How many Costco employees are on food stamps? How many Starbucks employees? The idea that *everyone *who employs nonskilled labor is paying them just more than minimum wage for less than 20 hours a week isn’t borne out by looking at help wanted ads. Even the KFC down the street starts at around $11/hr and most of them work 28-38 hours a week. Is that still a shit wage? Of course. But it’s a shit wage that, when combined with another household member making a shit wage, means they can buy their own food.
My 20 year old kid without a full college education (he’s in his senior year) makes nearly $15 an hour at an unskilled office job. His peers in unskilled retail are making anywhere from $11-13. Thankfully, Walmart isn’t the only option for work in our city.
So, yeah, I’m going to call Cite? on the claim that “everyone” pays minimum wage for nonskilled labor. Not in my world, they don’t.
It’s an argument against employers paying minimum wage, or close to it, for employees who are then forced to take advantage of a series of “safety net” programs designed to be short term assistance while someone is working to improve their situation, by, for example, finding a job. Walmart is a convenient whipping boy, because there’s so much information out there about how they do this a lot, but I’d feel the same way if my local Mom and Pop was paying minimum wage and putting out donation bins for their employees on food stamps. It just burns more with Walmart because we also know their annual profits, which are far above a Mom and Pop.
Walmart should just give away all of its profits to deflect the criticism that they are a profit driven company. Oh, not all of it you say? How much should they be allowed to earn free from scorn?
Enough so that their employees do not have to rely on public assistance.
Look: You can not-pay people a living wage and they can get their food through public assistance paid for with tax revenues; OR you can cut public assistance to the bone so as to not have to pay for them, but you have to pay people a living wage.

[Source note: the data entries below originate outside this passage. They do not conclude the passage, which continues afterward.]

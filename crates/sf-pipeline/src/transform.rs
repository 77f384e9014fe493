//! Transform engine: populate the star schema from staging

use crate::error::{PipelineError, PipelineResult};
use crate::report::{Phase, StepResult};
use futures::future::join_all;
use sf_db::Warehouse;
use sf_schema::Transform;
use std::time::Instant;

/// Runs population statements against one warehouse
pub struct TransformEngine<'a> {
    warehouse: &'a dyn Warehouse,
}

impl<'a> TransformEngine<'a> {
    pub fn new(warehouse: &'a dyn Warehouse) -> Self {
        Self { warehouse }
    }

    /// Validate and execute one population, returning the rows inserted
    pub async fn populate(&self, transform: Transform) -> PipelineResult<usize> {
        let statement = transform.statement();
        statement.validate()?;

        let rows = self
            .warehouse
            .execute(&statement.to_sql())
            .await
            .map_err(|source| PipelineError::Transform {
                step: transform.name().to_string(),
                source,
            })?;
        log::info!("{}: {} rows into {}", transform, rows, transform.target().name);
        Ok(rows)
    }

    pub async fn populate_users(&self) -> PipelineResult<usize> {
        self.populate(Transform::Users).await
    }

    pub async fn populate_songs(&self) -> PipelineResult<usize> {
        self.populate(Transform::Songs).await
    }

    pub async fn populate_artists(&self) -> PipelineResult<usize> {
        self.populate(Transform::Artists).await
    }

    pub async fn populate_time(&self) -> PipelineResult<usize> {
        self.populate(Transform::Time).await
    }

    pub async fn populate_songplays(&self) -> PipelineResult<usize> {
        self.populate(Transform::SongPlays).await
    }

    /// Run one population and record its outcome instead of returning early
    pub async fn run_step(&self, transform: Transform) -> StepResult {
        let start = Instant::now();
        let target = transform.target().name;
        match self.populate(transform).await {
            Ok(rows) => StepResult::success(
                Phase::Transform,
                transform.name(),
                target,
                Some(rows),
                start.elapsed(),
            ),
            Err(e) => {
                log::error!("{e}");
                StepResult::error(Phase::Transform, transform.name(), target, &e, start.elapsed())
            }
        }
    }

    /// The four dimension populations, issued concurrently. Results come
    /// back in `Transform::DIMENSIONS` order.
    pub async fn populate_dimensions(&self) -> Vec<StepResult> {
        join_all(Transform::DIMENSIONS.iter().map(|t| self.run_step(*t))).await
    }

    /// Every population: dimensions first, then the fact table. A failed
    /// dimension does not stop the fact population.
    pub async fn run_all(&self) -> Vec<StepResult> {
        let mut steps = self.populate_dimensions().await;
        steps.push(self.run_step(Transform::SongPlays).await);
        steps
    }
}

#[cfg(test)]
#[path = "transform_test.rs"]
mod tests;
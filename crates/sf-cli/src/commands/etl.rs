//! Etl command implementation

use anyhow::Result;
use sf_pipeline::RunOptions;

use crate::cli::{EtlArgs, GlobalArgs};
use crate::commands::common::finish_report;
use crate::context::RuntimeContext;

pub(crate) fn run_options(args: &EtlArgs, ctx: &RuntimeContext) -> RunOptions {
    RunOptions {
        checks: ctx.config.checks.enabled && !args.skip_checks,
        sample_limit: ctx.config.checks.sample_limit,
    }
}

/// Load staging and populate the star schema on existing tables
pub async fn execute(args: &EtlArgs, global: &GlobalArgs) -> Result<()> {
    let ctx = RuntimeContext::new(global)?;
    let report = ctx.pipeline()?.etl(&run_options(args, &ctx)).await;
    finish_report(&report, args.output)
}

You can’t eat your cake and have it at the same time. Choose.
If you are making billions in profits, and your employees have to accept public assistance, then you are not paying your fair share to support our society.
Not sure what your point is. Are you suggesting that people with low paying jobs should not be eligible for food stamps? I’m OK with it. We, as a society, don’t want Americans to starve so we, as a society, should be willing to pay for that. I see no reason hand off that responsibility to the subset of Americans called “employers”.
Middle, I exclude thee!
Perhaps, just perhaps, some of the scorn comes not from their being profit-driven, but by the fact that they appear to be exclusively profit-driven, possibly to societal detriment. WhyNot just mentioned Costco; they’re very certainly profit-driven…and yet manage to make a ton of money with a corporate culture of employee well-being. Odd, that.